- **DESCRIPTION OF THE TASK**
What follows are records. Restate all of them word for word.

- **RECORDED INFORMATION**
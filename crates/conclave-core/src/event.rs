//! Session events and the broadcaster contract.
//!
//! Subscribers observe a session's progress through these events. Delivery
//! is best-effort: a slow or failing transport must never block or fail the
//! dispatch loop, so the contract is fire-and-forget and implementations
//! swallow their own errors. Persisted messages remain the authoritative
//! record.

use async_trait::async_trait;
use serde::{Deserialize, Serialize};

use crate::session::{MessageRecord, SessionSummary};

/// Typed event fan-out for one session.
#[derive(Debug, Clone, Serialize, Deserialize)]
#[serde(tag = "type", rename_all = "snake_case")]
pub enum SessionEvent {
    /// One per appended message.
    MessageReceived { message: MessageRecord },
    /// On every status change.
    SessionStatusChanged { session: SessionSummary },
    /// In addition to MessageReceived when a persona asks the user.
    ClarificationRequested { message: MessageRecord },
    /// Once, on transition to Completed.
    SolutionReady { session: SessionSummary },
    /// Once, on transition to Stuck, with best-effort partial results.
    SessionStuck {
        session: SessionSummary,
        partial_results: String,
    },
}

impl SessionEvent {
    /// Stable event name, for logging and transports that key on strings.
    pub fn name(&self) -> &'static str {
        match self {
            SessionEvent::MessageReceived { .. } => "message_received",
            SessionEvent::SessionStatusChanged { .. } => "session_status_changed",
            SessionEvent::ClarificationRequested { .. } => "clarification_requested",
            SessionEvent::SolutionReady { .. } => "solution_ready",
            SessionEvent::SessionStuck { .. } => "session_stuck",
        }
    }
}

/// Fan-out contract consumed by the orchestrator.
///
/// Implementations deliver to whatever transport they like (broadcast
/// channels, websockets, a recording stub in tests). They must not fail:
/// delivery problems are logged and dropped on the implementation side.
#[async_trait]
pub trait EventBroadcaster: Send + Sync {
    async fn broadcast(&self, session_id: &str, event: SessionEvent);
}

#[cfg(test)]
mod tests {
    use super::*;
    use crate::session::Session;

    #[test]
    fn test_event_serializes_with_type_tag() {
        let session = Session::new("problem".to_string());
        let event = SessionEvent::SessionStatusChanged {
            session: SessionSummary::from(&session),
        };
        let json = serde_json::to_string(&event).unwrap();
        assert!(json.contains(r#""type":"session_status_changed""#));
    }

    #[test]
    fn test_event_names() {
        let session = Session::new("problem".to_string());
        let summary = SessionSummary::from(&session);
        let event = SessionEvent::SessionStuck {
            session: summary,
            partial_results: "trail".to_string(),
        };
        assert_eq!(event.name(), "session_stuck");
    }
}
//! Broadcast-channel event bus.
//!
//! Fans session events out to subscribers over per-session
//! `tokio::sync::broadcast` channels. Delivery is best-effort: lagging
//! receivers drop events on their side, and a send with no subscribers is
//! not an error. The persisted conversation remains the authoritative
//! record.

use std::collections::HashMap;

use async_trait::async_trait;
use tokio::sync::RwLock;
use tokio::sync::broadcast;
use tracing::debug;

use conclave_core::event::{EventBroadcaster, SessionEvent};

const CHANNEL_CAPACITY: usize = 64;

/// Per-session broadcast fan-out.
#[derive(Default)]
pub struct BroadcastEventBus {
    channels: RwLock<HashMap<String, broadcast::Sender<SessionEvent>>>,
}

impl BroadcastEventBus {
    pub fn new() -> Self {
        Self::default()
    }

    /// Subscribes to one session's event stream.
    ///
    /// Subscribing before the session exists is fine; the channel is
    /// created on first use from either side.
    pub async fn subscribe(&self, session_id: &str) -> broadcast::Receiver<SessionEvent> {
        let mut channels = self.channels.write().await;
        channels
            .entry(session_id.to_string())
            .or_insert_with(|| broadcast::channel(CHANNEL_CAPACITY).0)
            .subscribe()
    }

    /// Drops a session's channel once no more events are expected.
    pub async fn remove(&self, session_id: &str) {
        let mut channels = self.channels.write().await;
        channels.remove(session_id);
    }
}

#[async_trait]
impl EventBroadcaster for BroadcastEventBus {
    async fn broadcast(&self, session_id: &str, event: SessionEvent) {
        let sender = {
            let channels = self.channels.read().await;
            channels.get(session_id).cloned()
        };
        let Some(sender) = sender else {
            // Nobody ever subscribed; nothing to deliver.
            return;
        };
        if sender.send(event).is_err() {
            debug!(
                session_id = %session_id,
                "[BroadcastEventBus] No active subscribers, event dropped"
            );
        }
    }
}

- **FINISHED TASK**
filename crates/conclave-core/src/event.rs
//! Session events and the broadcaster contract.
//!
//! Subscribers observe a session's progress through these events. Delivery
//! is best-effort: a slow or failing transport must never block or fail the
//! dispatch loop, so the contract is fire-and-forget and implementations
//! swallow their own errors. Persisted messages remain the authoritative
//! record.

use async_trait::async_trait;
use serde::{Deserialize, Serialize};

use crate::session::{MessageRecord, SessionSummary};

/// Typed event fan-out for one session.
#[derive(Debug, Clone, Serialize, Deserialize)]
#[serde(tag = "type", rename_all = "snake_case")]
pub enum SessionEvent {
    /// One per appended message.
    MessageReceived { message: MessageRecord },
    /// On every status change.
    SessionStatusChanged { session: SessionSummary },
    /// In addition to MessageReceived when a persona asks the user.
    ClarificationRequested { message: MessageRecord },
    /// Once, on transition to Completed.
    SolutionReady { session: SessionSummary },
    /// Once, on transition to Stuck, with best-effort partial results.
    SessionStuck {
        session: SessionSummary,
        partial_results: String,
    },
}

impl SessionEvent {
    /// Stable event name, for logging and transports that key on strings.
    pub fn name(&self) -> &'static str {
        match self {
            SessionEvent::MessageReceived { .. } => "message_received",
            SessionEvent::SessionStatusChanged { .. } => "session_status_changed",
            SessionEvent::ClarificationRequested { .. } => "clarification_requested",
            SessionEvent::SolutionReady { .. } => "solution_ready",
            SessionEvent::SessionStuck { .. } => "session_stuck",
        }
    }
}

/// Fan-out contract consumed by the orchestrator.
///
/// Implementations deliver to whatever transport they like (broadcast
/// channels, websockets, a recording stub in tests). They must not fail:
/// delivery problems are logged and dropped on the implementation side.
#[async_trait]
pub trait EventBroadcaster: Send + Sync {
    async fn broadcast(&self, session_id: &str, event: SessionEvent);
}

#[cfg(test)]
mod tests {
    use super::*;
    use crate::session::Session;

    #[test]
    fn test_event_serializes_with_type_tag() {
        let session = Session::new("problem".to_string());
        let event = SessionEvent::SessionStatusChanged {
            session: SessionSummary::from(&session),
        };
        let json = serde_json::to_string(&event).unwrap();
        assert!(json.contains(r#""type":"session_status_changed""#));
    }

    #[test]
    fn test_event_names() {
        let session = Session::new("problem".to_string());
        let summary = SessionSummary::from(&session);
        let event = SessionEvent::SessionStuck {
            session: summary,
            partial_results: "trail".to_string(),
        };
        assert_eq!(event.name(), "session_stuck");
    }
}
//! Broadcast-channel event bus.
//!
//! Fans session events out to subscribers over per-session
//! `tokio::sync::broadcast` channels. Delivery is best-effort: lagging
//! receivers drop events on their side, and a send with no subscribers is
//! not an error. The persisted conversation remains the authoritative
//! record.

use std::collections::HashMap;

use async_trait::async_trait;
use tokio::sync::RwLock;
use tokio::sync::broadcast;
use tracing::debug;

use conclave_core::event::{EventBroadcaster, SessionEvent};

const CHANNEL_CAPACITY: usize = 64;

/// Per-session broadcast fan-out.
#[derive(Default)]
pub struct BroadcastEventBus {
    channels: RwLock<HashMap<String, broadcast::Sender<SessionEvent>>>,
}

impl BroadcastEventBus {
    pub fn new() -> Self {
        Self::default()
    }

    /// Subscribes to one session's event stream.
    ///
    /// Subscribing before the session exists is fine; the channel is
    /// created on first use from either side.
    pub async fn subscribe(&self, session_id: &str) -> broadcast::Receiver<SessionEvent> {
        let mut channels = self.channels.write().await;
        channels
            .entry(session_id.to_string())
            .or_insert_with(|| broadcast::channel(CHANNEL_CAPACITY).0)
            .subscribe()
    }

    /// Drops a session's channel once no more events are expected.
    pub async fn remove(&self, session_id: &str) {
        let mut channels = self.channels.write().await;
        channels.remove(session_id);
    }
}

#[async_trait]
impl EventBroadcaster for BroadcastEventBus {
    async fn broadcast(&self, session_id: &str, event: SessionEvent) {
        let sender = {
            let channels = self.channels.read().await;
            channels.get(session_id).cloned()
        };
        let Some(sender) = sender else {
            // Nobody ever subscribed; nothing to deliver.
            return;
        };
        if sender.send(event).is_err() {
            debug!(
                session_id = %session_id,
                "[BroadcastEventBus] No active subscribers, event dropped"
            );
        }
    }
}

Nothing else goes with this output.